About the machine learning project
The government's ambition is to create a patient-centric health service where patient voices are heard, including strengthening their involvement in decision-making processes, development, and evaluation of healthcare services. This innovation project, funded by the Research Council of Norway (NFR), aims to develop and test tools for sentiment analysis of patient comments in Norwegian.
A key patient-centred tool at the national level is the national system for measuring patient experiences. Free-text comments from these surveys are highly relevant for clinicians and leaders in their quality improvement efforts. However, they are largely unused due to the time and resources required to analyse them.
Natural Language Processing (NLP) represents a branch of computer science and artificial intelligence focused on the automated analysis of human language using machine learning models. Sentiment analysis is one of these models, aiming to identify subjective attitudes in a text: whether the opinion is positive or negative, and to who or what the opinion refers. Aspect-based sentiment analysis goes a step further by linking identified targets to broader topic categories.

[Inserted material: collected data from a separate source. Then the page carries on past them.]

/// Structural faults that abort document assembly.
///
/// Unresolved terminology and unrecognized item names are *not* errors; they are reported as
/// [`crate::AssemblyWarning`]s and the rest of the document is still built. Anything in this enum
/// means no document is returned at all.
#[derive(Debug, thiserror::Error)]
pub enum AssemblyError {
    #[error("invalid input: {0}")]
    InvalidInput(String),
    #[error("invalid configuration: {0}")]
    InvalidConfig(String),
    #[error("duplicate resource identifier: {0}")]
    DuplicateIdentifier(String),
    #[error("{from} references {reference}, which is not a bundle entry")]
    DanglingReference { from: String, reference: String },
    #[error("bundle entry {full_url} does not match its resource locator {locator}")]
    LocatorMismatch { full_url: String, locator: String },
    #[error("document header must be the first and only composition entry")]
    HeaderNotFirst,
    #[error("failed to encode document: {0}")]
    Encoding(#[from] fhir::FhirError),
}

impl AssemblyError {
    /// The message shown to callers. Details stay in server-side logs.
    pub fn public_message(&self) -> &'static str {
        "assembly failed"
    }
}

pub type AssemblyResult<T> = std::result::Result<T, AssemblyError>;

Sentiment analysis has been introduced to analyse comments from patients in international health service research, but these tools are both domain- and language-specific and have not been developed for Norwegian text in the field of health. This project will therefore develop and evaluate resources and tools for aspect-based sentiment analysis of free-text comments in Norwegian. We will use patient comments from the Norwegian Institute of Public Health's (NIPH) national patient experience surveys as a data source when developing the model.
The results from this project will be of great value for surveys conducted by the national system for patient experience surveys, in addition to other parts of NIPH and the public sector in general. Automatic analysis of comments has wide application in the public sector, and the project will also lead to efficiency and cost savings.

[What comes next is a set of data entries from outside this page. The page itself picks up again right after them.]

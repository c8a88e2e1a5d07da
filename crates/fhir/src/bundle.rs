//! The document bundle: header plus every resource it references, in construction order.

use crate::composition::Composition;
use crate::datatypes::{Identifier, Meta};
use crate::resources::Resource;
use crate::ResourceId;
use chrono::{DateTime, Utc};
use serde::{Deserialize, Serialize};

/// The `resourceType` marker of a bundle. Serialises as `"Bundle"` and rejects anything else.
#[derive(Clone, Copy, Debug, Default, PartialEq, Eq, Serialize, Deserialize)]
pub enum BundleTag {
    #[default]
    Bundle,
}

#[derive(Clone, Copy, Debug, PartialEq, Eq, Serialize, Deserialize)]
#[serde(rename_all = "kebab-case")]
pub enum BundleType {
    Document,
    Collection,
}

/// One bundle entry: a locator and the resource it names.
#[derive(Clone, Debug, PartialEq, Serialize, Deserialize)]
#[serde(rename_all = "camelCase", deny_unknown_fields)]
pub struct BundleEntry {
    pub full_url: String,
    pub resource: Resource,
}

impl BundleEntry {
    /// Wraps a resource, deriving its locator from kind and id.
    pub fn new(resource: Resource) -> Self {
        Self {
            full_url: resource.locator(),
            resource,
        }
    }
}

/// A FHIR document bundle.
#[derive(Clone, Debug, PartialEq, Serialize, Deserialize)]
#[serde(rename_all = "camelCase", deny_unknown_fields)]
pub struct Bundle {
    pub resource_type: BundleTag,
    pub id: ResourceId,
    #[serde(skip_serializing_if = "Option::is_none")]
    pub meta: Option<Meta>,
    pub identifier: Identifier,
    #[serde(rename = "type")]
    pub bundle_type: BundleType,
    pub timestamp: DateTime<Utc>,
    #[serde(default)]
    pub entry: Vec<BundleEntry>,
}

impl Bundle {
    /// Returns the document header, if the first entry is a composition.
    pub fn composition(&self) -> Option<&Composition> {
        match self.entry.first().map(|e| &e.resource) {
            Some(Resource::Composition(c)) => Some(c),
            _ => None,
        }
    }

    /// Finds the entry whose locator is `full_url`.
    pub fn find(&self, full_url: &str) -> Option<&Resource> {
        self.entry
            .iter()
            .find(|e| e.full_url == full_url)
            .map(|e| &e.resource)
    }

    /// Iterates over every non-header resource, in bundle order.
    pub fn resources(&self) -> impl Iterator<Item = &Resource> {
        self.entry
            .iter()
            .map(|e| &e.resource)
            .filter(|r| !matches!(r, Resource::Composition(_)))
    }
}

The innovation project is formally organised within the Division for Health Services at NIPH. The University of Oslo, Research Group for Language Technology, is a partner in the project. Various actors in the health service will be involved to ensure that the results are as relevant as possible for the services.
Work Package 1
The goal of this work package is to adapt a machine learning model that can automate the classification of unstructured patient comments as positive or negative, and the degree of polarity. To achieve this, access to gold-standard data for both training and testing is required. Gold standard data are comments that are manually annotated with concerning polarity at both the sentence and comment level. The first phase will involve manual annotation of comments for polarity, which will then be used to construct training and testing sets. Neural models, including large language models for Norwegian (1), will be the starting point for adapting the model to the task and domain (1).
Work Package 2
This phase involves developing and testing algorithms for the automatic classification of the content of comments into main themes and sub-themes through aspect-based sentiment analysis. Aspect-based sentiment analysis will help to classify patient experiences in different aspects of health services, such as diagnosis and follow-up. The first phase involves manual annotation of free-text comments against the conceptual framework for each questionnaire (2-3), and then developing a domain-specific overview of various aspects and performing a fine-grained annotation. The annotated data will be used for both training and evaluation of the model. Here, we will also test large language models and use them as a starting point for the model (1, 4).
Work Package 3
The model developed for the analysis of polarity and aspects (work packages 1 and 2) will be used when creating the first version of supplier-level reports. These reports will primarily be directed at various health service providers, such as general practitioners. The evaluation will include investigations into how the new results from sentiment analysis are used in practice, and what promotes or inhibits the use of patient experiences for quality improvement. This will involve qualitative interviews with health personnel and electronic surveys.
Work Package 4
The new data sources, methods, and tools developed will be documented in a report. This will lay the foundation for integration with the system for national patient experience surveys and the possibility of adaptation to other public applications. The documentation process will include workshops with the entire research team at NIPH and meetings with all project partners. User participation will be a central factor throughout the process to ensure relevance and utility for the main target group.
The innovation project will be documented in a report, opinion articles in the press, and popular science articles. In addition, we will publish results in scientific articles in international journals.